====== The input ======
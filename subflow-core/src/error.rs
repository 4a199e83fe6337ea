//! Error taxonomy for the facet lifecycle engine and message dispatch core.
//!
//! Every variant's `Display` carries the stable textual fragment referenced
//! by tests and, eventually, by operators reading logs — do not reword a
//! fragment without checking who matches on it.

use std::fmt;

/// The unified error type for `subflow-core`.
///
/// Mirrors the taxonomy of error kinds (`ValidationError`, `DependencyError`,
/// `BuildError`, `HandlerError`, `DisposeError`) as enum variants rather than
/// a class hierarchy. `RouteNotFound` is deliberately *not* a variant here:
/// per the dispatch contract it is returned inline as `Err(String)` inside a
/// handler result, never thrown.
#[derive(Debug, Clone)]
pub enum SubflowError {
    /// Invalid input to a host-facing API call, or a contract that a facet
    /// failed to satisfy.
    Validation(String),
    /// A missing required facet, a duplicate kind registered without
    /// `overwrite`, or a dependency cycle.
    Dependency(String),
    /// A hook factory or a facet's `init` failed.
    Build(String),
    /// A route handler returned an error result.
    Handler(String),
    /// A facet or lifecycle callback failed during `dispose`. Always
    /// logged, never propagated to the caller of `dispose`.
    Dispose(String),
}

impl SubflowError {
    pub fn validation(msg: impl Into<String>) -> Self {
        Self::Validation(msg.into())
    }

    pub fn dependency(msg: impl Into<String>) -> Self {
        Self::Dependency(msg.into())
    }

    pub fn build(msg: impl Into<String>) -> Self {
        Self::Build(msg.into())
    }

    pub fn handler(msg: impl Into<String>) -> Self {
        Self::Handler(msg.into())
    }

    pub fn dispose(msg: impl Into<String>) -> Self {
        Self::Dispose(msg.into())
    }

    /// The bare message, without the kind prefix `Display` adds.
    pub fn message(&self) -> &str {
        match self {
            Self::Validation(m) | Self::Dependency(m) | Self::Build(m) | Self::Handler(m) | Self::Dispose(m) => m,
        }
    }
}

impl fmt::Display for SubflowError {
    fn fmt(&self, f: &mut fmt::Formatter<'_>) -> fmt::Result {
        match self {
            Self::Validation(msg) => write!(f, "validation error: {msg}"),
            Self::Dependency(msg) => write!(f, "dependency error: {msg}"),
            Self::Build(msg) => write!(f, "build error: {msg}"),
            Self::Handler(msg) => write!(f, "{msg}"),
            Self::Dispose(msg) => write!(f, "dispose error: {msg}"),
        }
    }
}

impl std::error::Error for SubflowError {}

#[cfg(test)]
mod tests {
    use super::*;

    #[test]
    fn handler_display_has_no_prefix() {
        let err = SubflowError::handler("No route handler found: foo/bar");
        assert_eq!(err.to_string(), "No route handler found: foo/bar");
    }

    #[test]
    fn validation_display_contains_message() {
        let err = SubflowError::validation("parent must be an object");
        assert!(err.to_string().contains("parent must be an object"));
    }
}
======
Where in the records does the word "contract" appear? Copy each line that holds it.

/// per the dispatch contract it is returned inline as `Err(String)` inside a
    /// Invalid input to a host-facing API call, or a contract that a facet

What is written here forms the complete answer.